“We were brought up to be very patriotic… saluting a large union Jack” (1.20)
War is a predominant theme in Henrietta Burkin’s memoir and this aspect particularly encouraged me to study her life in more detail. Her patriotism shines through her narrative and produces a descriptive account of the war from the declaration of war and men being enlisted, moving around London to secure safety and the celebrations of D-Day. She covers a wide spectrum of events and acts as an eye witness to the horrific event of the First World War.
Henrietta states that as a community they prepared for the ‘enemy to come’ (1.22) and sheltered in the underground kitchen. Her first-hand account is striking when she witnessed ‘twenty planes above’ (1.23) her and describes the weakness she felt as she observed people around her running frantically. She also shares that the first bomb was dropped in a square in the West End and she ‘went by bus to see the big crater’ (1.23). I am fascinated that the impact of a bomb caused such excitement in the community, thus the crater acting as a haunting, commemorative object of war. However, this bomb displayed to Henrietta that war was close to home and precautionary measures were essential in order to secure the safety of her family.

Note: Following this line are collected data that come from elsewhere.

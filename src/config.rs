use serde::Deserialize;

#[derive(Debug, Clone, Deserialize)]
pub struct SesConfig {
    pub from_address: String,
    pub region: String,
    pub access_key: Option<String>,
    pub secret_key: Option<String>,
}

#[derive(Debug, Clone, Deserialize)]
pub struct AppConfig {
    pub host: String,
    pub port: u16,
    pub database_url: Option<String>,
    pub database_max_connections: u32,
    /// Overrides the scheme+host used to build links handed to creators.
    pub public_base_url: Option<String>,
    pub ses: Option<SesConfig>,
}

impl AppConfig {
    pub fn from_env() -> anyhow::Result<Self> {
        let ses = optional("SES_FROM_ADDRESS").map(|from_address| SesConfig {
            from_address,
            region: std::env::var("AWS_REGION").unwrap_or_else(|_| "us-east-1".into()),
            access_key: optional("SES_ACCESS_KEY"),
            secret_key: optional("SES_SECRET_KEY"),
        });

        Ok(Self {
            host: std::env::var("APP_HOST").unwrap_or_else(|_| "0.0.0.0".into()),
            port: std::env::var("APP_PORT")
                .ok()
                .map(|v| v.parse::<u16>())
                .transpose()?
                .unwrap_or(8080),
            database_url: optional("DATABASE_URL"),
            database_max_connections: std::env::var("DATABASE_MAX_CONNECTIONS")
                .ok()
                .and_then(|v| v.parse::<u32>().ok())
                .unwrap_or(10),
            public_base_url: optional("PUBLIC_BASE_URL")
                .map(|v| v.trim_end_matches('/').to_string()),
            ses,
        })
    }
}

fn optional(key: &str) -> Option<String> {
    std::env::var(key)
        .ok()
        .map(|v| v.trim().to_string())
        .filter(|v| !v.is_empty())
}
pub mod dto;
pub mod handlers;
pub mod repo;
pub mod repo_types;
pub mod services;
pub mod token;

use crate::state::AppState;
use axum::Router;

pub fn router() -> Router<AppState> {
    handlers::routes()
}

Henrietta’s contribution to the war consisted of making ‘camouflaged nets for the army, by threading and, tying on string’ (2.2). Her contribution was small, however on a daily basis she witnessed boat trains from France carrying wounded soldiers. She states that, ‘Dad would come home with tears in his eyes’ (2.2) emphasising the trauma and life-threatening conditions the soldiers were forced to endure. Henrietta produces a running commentary of the war and keeps her readers informed of every precise detail. She states that air-raids were regular and many sheltered in Leicester Square Tube Station, but her family protected themselves in the generating station at her step-father’s work (2.2). When a bomb was dropped on “Odhams Press” in Long Acre, she draws attention to the damage it caused her family. Henrietta states that many were killed and when arriving home there was ‘a broken window on the landing and a piece of shrapnel on the stairs’ (2.3) in their own home! This accentuates that villages and individuals were being destroyed and she decides ‘to return to our old shelter in the sub-station’ (2.3) to ensure protection.
Food was becoming increasingly difficult to obtain and Henrietta and Elaine both reported to Bexhill Town Hall to be fitted with gas masks (3.4). Harry volunteered for the Local Defence Volunteers and Henrietta expresses her pride and patriotism when, ‘Harry had been kitted out with his full uniform and rifle’ (3.7). She states that her husband was ‘enjoying his army life and was capable of coping with any circumstance’ (3.11) but highlights her loneliness and isolation when Harry was at war. She confirms that, ‘Elaine and I spent Christmas on our own’ (3.11) and had to act as a single parent to Elaine. A chilling moment in her memoir was Henrietta granting permission for Harry to be buried in the same grave as his mother and aunt (3.13). Although Harry did not die in the war, I believe this telegram shocked Henrietta and confirmed that war was brutal and life threatening. I sympathise with her situation and I cannot imagine the pain she experienced of preparing for a loved one’s death.
The war created immediate and long term impacts on her family and the community. After the raids had occurred, she ‘returned home, everywhere seemed deserted’ (3.10) and the difficulty of obtaining food lasted until after the war had ended. Neighbourhoods’ had been destroyed and individuals were forced to piece their lives back together and some without their loved ones. Henrietta illustrates the horror of war when she states that, ‘the bombing of London was truly terrible, and at one time it seemed as if the whole of London was burning’ (4.4).
Henrietta’s war memories are incredibly vivid and I admire her patriotic tone. Andrew August states that, ‘working-class patriotism survived the war’ (August, 228, 2007) and Henrietta repeatedly refers to being proud of Harry and standing by her country, which I believed was encouraged throughout her childhood. In the fourth chapter of her memoir, Henrietta uses a celebratory tone to display the excitement of D Day (4.4). She describes that the worst of the war was over and she woke with ‘great excitement’ to join in with the ‘tremendous celebrations in London’ (4.4). The war encouraged the working class to stand together and maintain morale even in the most difficult period and I believe the celebrations in 1918 confirmed this bond.
August, Andrew. The British Working Class 1832-1940. Pearson Education: London. 2007.
Burkin, Henrietta, ‘Memoirs of Henrietta Burkin’, TS, pp.86 (c.50,000 words). Brunel University Library. 2:118. Extract published in J. Burnett (ed.), Destiny Obscure: Autobiographies of childhood, education and family from the 1820s to the 1920s (Allen Lane, London, 1982), pp.306-312. Brunel University Library and Ruskin College Library, Oxford.